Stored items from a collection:
----------

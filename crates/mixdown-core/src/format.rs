//! Format specifications: encoding choices plus post-processing options.
//!
//! Each encoding choice is a single optional value. A specification is
//! *complete* once every choice is resolved, and *compatible* with an
//! encoder when every resolved choice is in that encoder's
//! [`EncoderCapabilities`].

use crate::{Error, Result};
use serde::{Deserialize, Serialize};
use uuid::Uuid;

/// Container/codec identifier.
#[derive(Debug, Clone, Copy, PartialEq, Eq, Hash, Serialize, Deserialize)]
pub enum FormatId {
    Wav,
    Aiff,
    Flac,
    Ogg,
    Mp3,
    Raw,
}

impl FormatId {
    pub fn default_extension(&self) -> &'static str {
        match self {
            FormatId::Wav => "wav",
            FormatId::Aiff => "aiff",
            FormatId::Flac => "flac",
            FormatId::Ogg => "ogg",
            FormatId::Mp3 => "mp3",
            FormatId::Raw => "raw",
        }
    }

    pub fn name(&self) -> &'static str {
        match self {
            FormatId::Wav => "WAV",
            FormatId::Aiff => "AIFF",
            FormatId::Flac => "FLAC",
            FormatId::Ogg => "Ogg Vorbis",
            FormatId::Mp3 => "MP3",
            FormatId::Raw => "RAW",
        }
    }
}

/// Sample encoding.
#[derive(Debug, Clone, Copy, PartialEq, Eq, Hash, Serialize, Deserialize)]
pub enum SampleFormat {
    S8,
    S16,
    S24,
    S32,
    U8,
    Float,
    Double,
}

impl SampleFormat {
    pub fn bits(&self) -> u16 {
        match self {
            SampleFormat::S8 | SampleFormat::U8 => 8,
            SampleFormat::S16 => 16,
            SampleFormat::S24 => 24,
            SampleFormat::S32 | SampleFormat::Float => 32,
            SampleFormat::Double => 64,
        }
    }

    pub fn is_float(&self) -> bool {
        matches!(self, SampleFormat::Float | SampleFormat::Double)
    }

    pub fn name(&self) -> &'static str {
        match self {
            SampleFormat::S8 => "8-bit",
            SampleFormat::S16 => "16-bit",
            SampleFormat::S24 => "24-bit",
            SampleFormat::S32 => "32-bit",
            SampleFormat::U8 => "8-bit unsigned",
            SampleFormat::Float => "float",
            SampleFormat::Double => "double",
        }
    }
}

/// Output sample rate. `Session` resolves to the session's rate at render time.
#[derive(Debug, Clone, Copy, PartialEq, Eq, Hash, Serialize, Deserialize)]
pub enum SampleRate {
    Session,
    Hz22050,
    Hz44100,
    Hz48000,
    Hz88200,
    Hz96000,
    Hz176400,
    Hz192000,
}

impl SampleRate {
    pub const FIXED: [SampleRate; 7] = [
        SampleRate::Hz22050,
        SampleRate::Hz44100,
        SampleRate::Hz48000,
        SampleRate::Hz88200,
        SampleRate::Hz96000,
        SampleRate::Hz176400,
        SampleRate::Hz192000,
    ];

    pub fn resolve(&self, session_rate: u32) -> u32 {
        match self {
            SampleRate::Session => session_rate,
            SampleRate::Hz22050 => 22050,
            SampleRate::Hz44100 => 44100,
            SampleRate::Hz48000 => 48000,
            SampleRate::Hz88200 => 88200,
            SampleRate::Hz96000 => 96000,
            SampleRate::Hz176400 => 176400,
            SampleRate::Hz192000 => 192000,
        }
    }

    /// Map a numeric rate to a fixed rate, if it is one.
    pub fn from_hz(hz: u32) -> Option<Self> {
        Self::FIXED.into_iter().find(|r| r.resolve(0) == hz)
    }
}

/// Codec quality class.
#[derive(Debug, Clone, Copy, PartialEq, Eq, Hash, Serialize, Deserialize)]
pub enum Quality {
    Lossless,
    NearLossless,
    Lossy,
}

#[derive(Debug, Clone, Copy, PartialEq, Eq, Hash, Serialize, Deserialize)]
pub enum Endianness {
    FileDefault,
    Little,
    Big,
    Cpu,
}

/// Sample-rate conversion quality.
#[derive(Debug, Clone, Copy, PartialEq, Eq, Hash, Default, Serialize, Deserialize)]
pub enum SrcQuality {
    Best,
    #[default]
    Good,
    Quick,
    Fastest,
    ZeroOrderHold,
    Linear,
}

#[derive(Debug, Clone, Copy, PartialEq, Eq, Hash, Default, Serialize, Deserialize)]
pub enum DitherType {
    #[default]
    None,
    Rectangular,
    Shaped,
    Triangular,
}

/// How an encoder is driven.
#[derive(Debug, Clone, Copy, PartialEq, Eq, Hash, Default, Serialize, Deserialize)]
pub enum EncoderType {
    #[default]
    None,
    /// Encoded in-process.
    Native,
    /// Encoded by spawning an external tool.
    External,
}

/// Duration of silence added before or after the rendered audio.
#[derive(Debug, Clone, Copy, PartialEq, Eq, Default, Serialize, Deserialize)]
pub struct SilenceDuration {
    pub hours: u32,
    pub minutes: u32,
    pub seconds: u32,
    pub frames: u32,
}

impl SilenceDuration {
    pub fn from_seconds(seconds: u32) -> Self {
        Self {
            hours: seconds / 3600,
            minutes: (seconds / 60) % 60,
            seconds: seconds % 60,
            frames: 0,
        }
    }

    pub fn is_zero(&self) -> bool {
        self.hours == 0 && self.minutes == 0 && self.seconds == 0 && self.frames == 0
    }

    pub fn to_samples(&self, sample_rate: u32, timecode_fps: f64) -> u64 {
        let whole = self.hours as f64 * 3600.0 + self.minutes as f64 * 60.0 + self.seconds as f64;
        let secs = whole + self.frames as f64 / timecode_fps;
        (secs * sample_rate as f64).round() as u64
    }
}

/// What a concrete encoder accepts.
#[derive(Debug, Clone, PartialEq)]
pub struct EncoderCapabilities {
    pub format_id: FormatId,
    pub encoder_type: EncoderType,
    pub name: String,
    pub extension: String,
    pub sample_formats: Vec<SampleFormat>,
    pub endiannesses: Vec<Endianness>,
    pub sample_rates: Vec<SampleRate>,
    pub qualities: Vec<Quality>,
    pub channel_limit: u32,
    pub supports_tagging: bool,
    pub has_broadcast_info: bool,
}

impl EncoderCapabilities {
    fn all_rates() -> Vec<SampleRate> {
        let mut rates = vec![SampleRate::Session];
        rates.extend(SampleRate::FIXED);
        rates
    }

    pub fn wav() -> Self {
        Self {
            format_id: FormatId::Wav,
            encoder_type: EncoderType::Native,
            name: FormatId::Wav.name().into(),
            extension: FormatId::Wav.default_extension().into(),
            sample_formats: vec![
                SampleFormat::S16,
                SampleFormat::S24,
                SampleFormat::S32,
                SampleFormat::Float,
                SampleFormat::U8,
            ],
            endiannesses: vec![Endianness::FileDefault, Endianness::Little],
            sample_rates: Self::all_rates(),
            qualities: vec![Quality::Lossless],
            channel_limit: 1024,
            supports_tagging: true,
            has_broadcast_info: true,
        }
    }

    pub fn flac() -> Self {
        Self {
            format_id: FormatId::Flac,
            encoder_type: EncoderType::Native,
            name: FormatId::Flac.name().into(),
            extension: FormatId::Flac.default_extension().into(),
            sample_formats: vec![SampleFormat::S8, SampleFormat::S16, SampleFormat::S24],
            endiannesses: vec![Endianness::FileDefault],
            sample_rates: Self::all_rates(),
            qualities: vec![Quality::Lossless],
            channel_limit: 8,
            supports_tagging: false,
            has_broadcast_info: false,
        }
    }

    /// Builtin capability set for a format, if one is bundled.
    pub fn builtin(format_id: FormatId) -> Option<Self> {
        match format_id {
            FormatId::Wav => Some(Self::wav()),
            FormatId::Flac => Some(Self::flac()),
            _ => None,
        }
    }

    pub fn has_sample_format(&self) -> bool {
        !self.sample_formats.is_empty()
    }
}

/// Complete encoding and post-processing parameter set for one output file type.
#[derive(Debug, Clone, PartialEq)]
pub struct FormatSpecification {
    id: Uuid,
    name: String,

    // Encoding
    format_id: Option<FormatId>,
    encoder_type: EncoderType,
    sample_format: Option<SampleFormat>,
    sample_rate: Option<SampleRate>,
    quality: Option<Quality>,
    endianness: Option<Endianness>,
    format_name: String,
    extension: String,
    has_sample_format: bool,
    channel_limit: u32,
    supports_tagging: bool,
    has_broadcast_info: bool,

    // Processing
    src_quality: SrcQuality,
    dither_type: DitherType,
    trim_beginning: bool,
    trim_end: bool,
    add_silence_beginning: bool,
    add_silence_end: bool,
    silence_beginning: SilenceDuration,
    silence_end: SilenceDuration,
    normalize: bool,
    normalize_dbfs: f32,
    normalize_loudness: bool,
    normalize_lufs: f32,
    normalize_dbtp: f32,
    use_true_peak_limiter: bool,

    // Side effects
    with_cue: bool,
    with_toc: bool,
    with_mp4chaps: bool,
    tag: bool,
    analyse: bool,
    command: String,
    upload: bool,
}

----------

Task statement:
Each line of the records above, from the first through the one containing "in that encoder's", is to be retyped exactly; no other line belongs.

Task answer:
filename crates/mixdown-core/src/format.rs
//! Format specifications: encoding choices plus post-processing options.
//!
//! Each encoding choice is a single optional value. A specification is
//! *complete* once every choice is resolved, and *compatible* with an
//! encoder when every resolved choice is in that encoder's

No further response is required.